> EXERCISE DESCRIPTION
Of the entries below, return only those lines from the line with "fn from(value: &str)" to the line with "From<$t> for QueryValue", exactly, both included.

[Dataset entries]
- Opening Delimiter -
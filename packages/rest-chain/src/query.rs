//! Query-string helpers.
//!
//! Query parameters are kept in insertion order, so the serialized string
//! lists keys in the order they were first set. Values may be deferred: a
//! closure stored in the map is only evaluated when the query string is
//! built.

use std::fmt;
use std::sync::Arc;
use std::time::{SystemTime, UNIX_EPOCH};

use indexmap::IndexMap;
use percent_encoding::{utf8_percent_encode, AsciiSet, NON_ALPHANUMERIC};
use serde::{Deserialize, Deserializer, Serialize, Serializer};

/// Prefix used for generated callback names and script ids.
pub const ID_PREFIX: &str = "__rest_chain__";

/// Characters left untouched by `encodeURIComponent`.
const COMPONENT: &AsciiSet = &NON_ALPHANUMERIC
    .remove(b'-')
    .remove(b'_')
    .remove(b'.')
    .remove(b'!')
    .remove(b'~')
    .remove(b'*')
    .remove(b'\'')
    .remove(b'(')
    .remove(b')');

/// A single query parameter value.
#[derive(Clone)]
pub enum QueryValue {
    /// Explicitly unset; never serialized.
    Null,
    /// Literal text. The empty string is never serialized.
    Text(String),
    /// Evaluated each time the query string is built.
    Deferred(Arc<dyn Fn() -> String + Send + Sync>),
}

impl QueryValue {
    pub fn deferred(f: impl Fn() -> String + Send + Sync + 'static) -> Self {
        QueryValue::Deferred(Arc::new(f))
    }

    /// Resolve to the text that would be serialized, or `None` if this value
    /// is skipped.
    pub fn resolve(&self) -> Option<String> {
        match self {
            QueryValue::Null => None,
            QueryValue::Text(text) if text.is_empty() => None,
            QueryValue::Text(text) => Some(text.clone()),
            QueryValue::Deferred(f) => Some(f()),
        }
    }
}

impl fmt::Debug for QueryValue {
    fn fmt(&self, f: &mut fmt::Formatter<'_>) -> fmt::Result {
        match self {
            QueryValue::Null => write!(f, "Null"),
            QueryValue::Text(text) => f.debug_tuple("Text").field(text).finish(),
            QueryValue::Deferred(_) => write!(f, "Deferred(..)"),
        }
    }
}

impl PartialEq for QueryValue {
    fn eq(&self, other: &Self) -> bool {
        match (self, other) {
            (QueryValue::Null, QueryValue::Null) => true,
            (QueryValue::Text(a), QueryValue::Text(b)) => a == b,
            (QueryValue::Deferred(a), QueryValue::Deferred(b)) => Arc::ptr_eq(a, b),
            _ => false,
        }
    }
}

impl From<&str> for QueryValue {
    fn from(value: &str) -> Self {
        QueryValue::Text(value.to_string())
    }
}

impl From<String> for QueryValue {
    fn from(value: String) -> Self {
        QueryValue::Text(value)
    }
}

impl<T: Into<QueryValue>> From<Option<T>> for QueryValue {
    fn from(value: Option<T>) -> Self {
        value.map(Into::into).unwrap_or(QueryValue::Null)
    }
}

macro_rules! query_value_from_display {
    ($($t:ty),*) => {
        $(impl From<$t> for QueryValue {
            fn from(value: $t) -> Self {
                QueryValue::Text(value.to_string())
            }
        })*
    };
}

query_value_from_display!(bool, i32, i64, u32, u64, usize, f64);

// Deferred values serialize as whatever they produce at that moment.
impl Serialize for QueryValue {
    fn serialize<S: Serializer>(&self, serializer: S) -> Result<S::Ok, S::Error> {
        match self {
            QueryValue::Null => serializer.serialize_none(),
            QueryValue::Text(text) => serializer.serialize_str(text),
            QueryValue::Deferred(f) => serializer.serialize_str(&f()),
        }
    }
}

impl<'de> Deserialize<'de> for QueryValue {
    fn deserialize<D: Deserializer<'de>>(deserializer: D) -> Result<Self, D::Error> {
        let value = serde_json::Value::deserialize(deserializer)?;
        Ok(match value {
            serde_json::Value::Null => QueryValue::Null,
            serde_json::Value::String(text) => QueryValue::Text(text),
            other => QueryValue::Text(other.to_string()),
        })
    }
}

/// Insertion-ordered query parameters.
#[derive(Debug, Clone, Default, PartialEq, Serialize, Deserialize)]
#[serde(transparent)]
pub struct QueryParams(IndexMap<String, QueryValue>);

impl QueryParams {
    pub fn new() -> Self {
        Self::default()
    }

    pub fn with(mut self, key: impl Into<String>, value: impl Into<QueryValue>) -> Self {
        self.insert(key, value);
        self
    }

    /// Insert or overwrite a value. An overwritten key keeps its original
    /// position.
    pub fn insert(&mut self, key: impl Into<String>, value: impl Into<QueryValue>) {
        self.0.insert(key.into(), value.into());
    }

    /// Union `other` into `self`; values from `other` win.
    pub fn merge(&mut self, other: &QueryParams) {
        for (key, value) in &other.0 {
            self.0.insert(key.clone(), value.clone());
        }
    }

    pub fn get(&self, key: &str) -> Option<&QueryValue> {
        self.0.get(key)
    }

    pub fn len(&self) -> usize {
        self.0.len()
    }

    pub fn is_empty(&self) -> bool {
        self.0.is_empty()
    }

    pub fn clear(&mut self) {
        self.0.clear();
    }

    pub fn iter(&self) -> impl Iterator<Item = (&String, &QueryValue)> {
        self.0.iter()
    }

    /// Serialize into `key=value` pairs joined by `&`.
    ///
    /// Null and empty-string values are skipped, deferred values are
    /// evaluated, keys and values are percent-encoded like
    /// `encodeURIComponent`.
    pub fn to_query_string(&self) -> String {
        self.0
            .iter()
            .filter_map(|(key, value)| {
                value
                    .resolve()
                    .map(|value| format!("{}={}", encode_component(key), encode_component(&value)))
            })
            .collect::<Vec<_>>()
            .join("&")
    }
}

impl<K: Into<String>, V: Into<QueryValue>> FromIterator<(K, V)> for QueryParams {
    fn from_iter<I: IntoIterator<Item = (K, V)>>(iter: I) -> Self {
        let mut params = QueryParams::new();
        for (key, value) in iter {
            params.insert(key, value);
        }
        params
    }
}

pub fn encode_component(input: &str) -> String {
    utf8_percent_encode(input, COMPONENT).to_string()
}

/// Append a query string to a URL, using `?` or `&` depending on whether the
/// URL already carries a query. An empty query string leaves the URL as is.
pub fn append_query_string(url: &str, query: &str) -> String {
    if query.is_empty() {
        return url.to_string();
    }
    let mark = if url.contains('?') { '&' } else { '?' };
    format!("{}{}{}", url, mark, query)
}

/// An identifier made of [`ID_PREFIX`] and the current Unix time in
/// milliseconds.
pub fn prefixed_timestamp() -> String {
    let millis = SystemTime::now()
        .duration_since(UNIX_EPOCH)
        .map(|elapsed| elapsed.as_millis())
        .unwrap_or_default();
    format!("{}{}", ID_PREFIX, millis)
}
- Closing Delimiter -
> EXPECTED ANSWER
    fn from(value: &str) -> Self {
        QueryValue::Text(value.to_string())
    }
}

impl From<String> for QueryValue {
    fn from(value: String) -> Self {
        QueryValue::Text(value)
    }
}

impl<T: Into<QueryValue>> From<Option<T>> for QueryValue {
    fn from(value: Option<T>) -> Self {
        value.map(Into::into).unwrap_or(QueryValue::Null)
    }
}

macro_rules! query_value_from_display {
    ($($t:ty),*) => {
        $(impl From<$t> for QueryValue {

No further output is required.